I'm looking for a generic way to transform large XML files - possibly 1 gig
and more. As you understand my biggest concerns are memory usage and
performance.
I just h ave tried the command line tool Xalan.exe and it quite looks like
it loads the whole xml - I'm not sure what for, but I expect that it parses
the xml in the framework of DOM. Is it possible to use a SAX based xml
parser for the XSLT transformation in xalan, or something like this?

Also I have read that "it's not recommended to use XSLT on big XML files" -
haven't found a meaningful explanation though. What do you think about it?
Are there any other alternative ways for generic xml transformations which
sattisfy my needs (big xmls)?


Thanks
Anton

Re: slt transforming large XML files 1gig+

Posted by David Bertoni <db...@apache.org>.
Anton Khodakivskiy wrote:
> Thanks Dave that was helpful.
> 
> Are there any other XSLT libraries which parse the xml as the stream and 
> do not consume that much memory? I have read about SAXON-SA and they 
> claim that the library supports up to 20 gig xmls.. I will test it 
> shortly. Too bad it's commercial.. Also there is another commercial 
> implementation from Intel which is supposed to handle large xmls...

You can try the free version of Saxon, if you don't want to use a 
commercial version.  I'm not sure how Saxon's source tree implementation 
works, but it has historically been an in-memory one.
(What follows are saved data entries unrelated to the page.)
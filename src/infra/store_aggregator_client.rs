use async_trait::async_trait;
use chrono::{DateTime, Utc};
use reqwest::{Client, RequestBuilder, StatusCode};
use secrecy::{ExposeSecret, SecretString};
use serde::{Deserialize, Serialize};
use std::collections::HashMap;
use url::Url;
use uuid::Uuid;

use crate::{
    app_error::{AppError, AppResult},
    application::ports::provider_client::{
        CancelMode, CreateSubscriptionRequest, CustomerId, ProviderClient, PurchaseReceipt,
        SubscriptionId,
    },
    domain::entities::{
        provider::Provider,
        reconcile_event::ProviderSubscription,
        subscription::{Plan, SubscriptionStatus},
    },
    infra::{
        http_client::map_transport_error,
        retry::{RetryPolicy, with_retry},
    },
};

/// Client for the aggregator that relays app store purchases. Purchases and
/// payment instruments live in the stores, so only reads, receipt
/// validation and refund-style revocation are available here.
#[derive(Clone)]
pub struct StoreAggregatorClient {
    client: Client,
    api_base: Url,
    api_key: SecretString,
    retry: RetryPolicy,
}

impl StoreAggregatorClient {
    pub fn new(client: Client, api_base: Url, api_key: SecretString, retry: RetryPolicy) -> Self {
        Self {
            client,
            api_base,
            api_key,
            retry,
        }
    }

    fn url(&self, path: &str) -> String {
        format!("{}{}", self.api_base.as_str().trim_end_matches('/'), path)
    }

    async fn send<T, F>(&self, operation: &str, build: F) -> AppResult<T>
    where
        T: for<'de> Deserialize<'de>,
        F: Fn(&Client) -> RequestBuilder,
    {
        let build = &build;
        let client = &self.client;
        let api_key = self.api_key.expose_secret();
        with_retry(&self.retry, operation, || async move {
            let response = build(client)
                .bearer_auth(api_key)
                .send()
                .await
                .map_err(|e| map_transport_error("Store aggregator", e))?;
            handle_response(response).await
        })
        .await
    }

    async fn get_subscriber(&self, app_user_id: &str) -> AppResult<StoreSubscriber> {
        let url = self.url(&format!("/subscribers/{}", app_user_id));
        let response: StoreSubscriberResponse = self
            .send("get_subscriber", |client| client.get(&url))
            .await?;
        Ok(response.subscriber)
    }
}

#[async_trait]
impl ProviderClient for StoreAggregatorClient {
    fn provider(&self) -> Provider {
        Provider::StoreAggregator
    }

    /// App users are created implicitly by the aggregator; the local user id
    /// is used as the app user id.
    async fn create_customer(&self, user_id: Uuid) -> AppResult<CustomerId> {
        Ok(CustomerId::new(user_id.to_string()))
    }

    async fn create_subscription(
        &self,
        _request: &CreateSubscriptionRequest,
    ) -> AppResult<ProviderSubscription> {
        Err(AppError::ProviderNotSupported)
    }

    async fn cancel_subscription(
        &self,
        customer_id: &CustomerId,
        subscription_id: &SubscriptionId,
        mode: CancelMode,
    ) -> AppResult<ProviderSubscription> {
        // Scheduled cancellation is only possible from the store itself.
        if mode == CancelMode::AtPeriodEnd {
            return Err(AppError::ProviderNotSupported);
        }

        let subscriber = self.get_subscriber(customer_id.as_str()).await?;
        let (product_id, _) = subscriber
            .entry(subscription_id.as_str())
            .ok_or(AppError::NotFound)?;

        let url = self.url(&format!(
            "/subscribers/{}/subscriptions/{}/revoke",
            customer_id, product_id
        ));
        let response: StoreSubscriberResponse = self
            .send("revoke_subscription", |client| client.post(&url))
            .await?;

        response
            .subscriber
            .snapshot_for(customer_id.as_str(), subscription_id.as_str())
            .transpose()
            .ok_or(AppError::NotFound)?
    }

    async fn update_payment_method(
        &self,
        _customer_id: &CustomerId,
        _payment_method_id: &str,
    ) -> AppResult<()> {
        Err(AppError::ProviderNotSupported)
    }

    async fn retrieve_subscription(
        &self,
        customer_id: &CustomerId,
        subscription_id: &SubscriptionId,
    ) -> AppResult<Option<ProviderSubscription>> {
        let subscriber = match self.get_subscriber(customer_id.as_str()).await {
            Ok(subscriber) => subscriber,
            Err(AppError::NotFound) => return Ok(None),
            Err(e) => return Err(e),
        };
        subscriber.snapshot_for(customer_id.as_str(), subscription_id.as_str())
    }

    async fn find_customer_subscription(
        &self,
        customer_id: &CustomerId,
    ) -> AppResult<Option<ProviderSubscription>> {
        let subscriber = match self.get_subscriber(customer_id.as_str()).await {
            Ok(subscriber) => subscriber,
            Err(AppError::NotFound) => return Ok(None),
            Err(e) => return Err(e),
        };
        subscriber.latest_snapshot(customer_id.as_str(), None)
    }

    async fn verify_purchase_receipt(
        &self,
        customer_id: &CustomerId,
        receipt: &PurchaseReceipt,
    ) -> AppResult<ProviderSubscription> {
        let url = self.url("/receipts");
        let body = ReceiptRequest {
            app_user_id: customer_id.as_str(),
            fetch_token: &receipt.purchase_token,
            product_id: receipt.product_id.as_deref(),
        };
        let response: StoreSubscriberResponse = self
            .send("verify_purchase_receipt", |client| client.post(&url).json(&body))
            .await?;

        response
            .subscriber
            .latest_snapshot(customer_id.as_str(), receipt.product_id.as_deref())?
            .ok_or_else(|| AppError::InvalidInput("Receipt does not contain a subscription".into()))
    }
}

// ============================================================================
// Response handling
// ============================================================================

async fn handle_response<T: for<'de> Deserialize<'de>>(
    response: reqwest::Response,
) -> AppResult<T> {
    let status = response.status();
    let body = response
        .text()
        .await
        .map_err(|e| AppError::ProviderUnavailable(format!("Failed to read response: {}", e)))?;

    if !status.is_success() {
        let message = serde_json::from_str::<StoreErrorResponse>(&body)
            .ok()
            .map(|e| e.message)
            .unwrap_or_else(|| status.to_string());

        return Err(match status {
            StatusCode::NOT_FOUND => AppError::NotFound,
            StatusCode::TOO_MANY_REQUESTS => {
                AppError::ProviderUnavailable(format!("Store aggregator rate limited: {}", message))
            }
            s if s.is_server_error() => {
                tracing::warn!(status = %s, "Store aggregator server error");
                AppError::ProviderUnavailable(format!("Store aggregator error {}: {}", s, message))
            }
            StatusCode::UNAUTHORIZED | StatusCode::FORBIDDEN => {
                tracing::error!(status = %status, "Store aggregator rejected API key");
                AppError::Internal("Store aggregator rejected API key".into())
            }
            _ => {
                tracing::warn!(status = %status, message = %message, "Store aggregator request rejected");
                AppError::InvalidInput(format!("Store aggregator error: {}", message))
            }
        });
    }

    serde_json::from_str(&body).map_err(|e| {
        tracing::error!(error = %e, "Failed to parse store aggregator response");
        AppError::Internal(format!("Failed to parse store aggregator response: {}", e))
    })
}

// ============================================================================
// Store Aggregator Types
// ============================================================================

#[derive(Debug, Serialize)]
struct ReceiptRequest<'a> {
    app_user_id: &'a str,
    fetch_token: &'a str,
    #[serde(skip_serializing_if = "Option::is_none")]
    product_id: Option<&'a str>,
}

#[derive(Debug, Deserialize)]
pub struct StoreSubscriberResponse {
    pub subscriber: StoreSubscriber,
}

#[derive(Debug, Deserialize)]
pub struct StoreSubscriber {
    /// Keyed by store product id.
    #[serde(default)]
    pub subscriptions: HashMap<String, StoreSubscription>,
}

#[derive(Debug, Clone, Deserialize)]
pub struct StoreSubscription {
    pub original_transaction_id: String,
    pub purchase_date: DateTime<Utc>,
    pub expires_date: DateTime<Utc>,
    #[serde(default)]
    pub period_type: String,
    pub unsubscribe_detected_at: Option<DateTime<Utc>>,
    pub billing_issues_detected_at: Option<DateTime<Utc>>,
    pub refunded_at: Option<DateTime<Utc>>,
}

impl StoreSubscriber {
    /// Product id and entry for a given original transaction id.
    pub fn entry(&self, original_transaction_id: &str) -> Option<(&str, &StoreSubscription)> {
        self.subscriptions
            .iter()
            .find(|(_, s)| s.original_transaction_id == original_transaction_id)
            .map(|(product_id, s)| (product_id.as_str(), s))
    }

    pub fn snapshot_for(
        &self,
        app_user_id: &str,
        original_transaction_id: &str,
    ) -> AppResult<Option<ProviderSubscription>> {
        self.entry(original_transaction_id)
            .map(|(product_id, s)| s.to_provider_subscription(app_user_id, product_id))
            .transpose()
    }

    /// Entry with the latest expiry, optionally restricted to one product.
    pub fn latest_snapshot(
        &self,
        app_user_id: &str,
        product_id: Option<&str>,
    ) -> AppResult<Option<ProviderSubscription>> {
        self.subscriptions
            .iter()
            .filter(|(id, _)| product_id.is_none_or(|wanted| wanted == id.as_str()))
            .max_by_key(|(_, s)| s.expires_date)
            .map(|(id, s)| s.to_provider_subscription(app_user_id, id))
            .transpose()
    }
}

impl StoreSubscription {
    /// Expiry is left to the lapse check; the aggregator keeps reporting the
    /// last period after it ends.
    pub fn status(&self) -> SubscriptionStatus {
        if self.refunded_at.is_some() {
            SubscriptionStatus::Cancelled
        } else if self.billing_issues_detected_at.is_some() {
            SubscriptionStatus::PastDue
        } else if self.period_type.eq_ignore_ascii_case("trial") {
            SubscriptionStatus::Trialing
        } else {
            SubscriptionStatus::Active
        }
    }

    pub fn to_provider_subscription(
        &self,
        app_user_id: &str,
        product_id: &str,
    ) -> AppResult<ProviderSubscription> {
        let plan = Plan::from_product_id(product_id)
            .ok_or_else(|| AppError::Validation(format!("Unknown store product {}", product_id)))?;
        Ok(ProviderSubscription {
            provider: Provider::StoreAggregator,
            external_subscription_id: self.original_transaction_id.clone(),
            external_customer_id: app_user_id.to_string(),
            plan,
            status: self.status(),
            current_period_start: self.purchase_date,
            current_period_end: self.expires_date,
            cancelled_at: self.refunded_at.or(self.unsubscribe_detected_at),
        })
    }
}

#[derive(Debug, Deserialize)]
struct StoreErrorResponse {
    message: String,
}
I don't know much about the Intel library, but perhaps they have a trial 
version you can use for testing purposes.
> 
> I tried Joost STX library yesterday and it works pretty good, btw..

Well, if STX works for your requirements, then that's the way to go.

Dave

Re: slt transforming large XML files 1gig+

Posted by Anton Khodakivskiy <ak...@gmail.com>.
Thanks Dave that was helpful.
Are there any other XSLT libraries which parse the xml as the stream and do
not consume that much memory? I have read about SAXON-SA and they claim that
the library supports up to 20 gig xmls.. I will test it shortly. Too bad
it's commercial.. Also there is another commercial implementation from Intel
which is supposed to handle large xmls...

I tried Joost STX library yesterday and it works pretty good, btw..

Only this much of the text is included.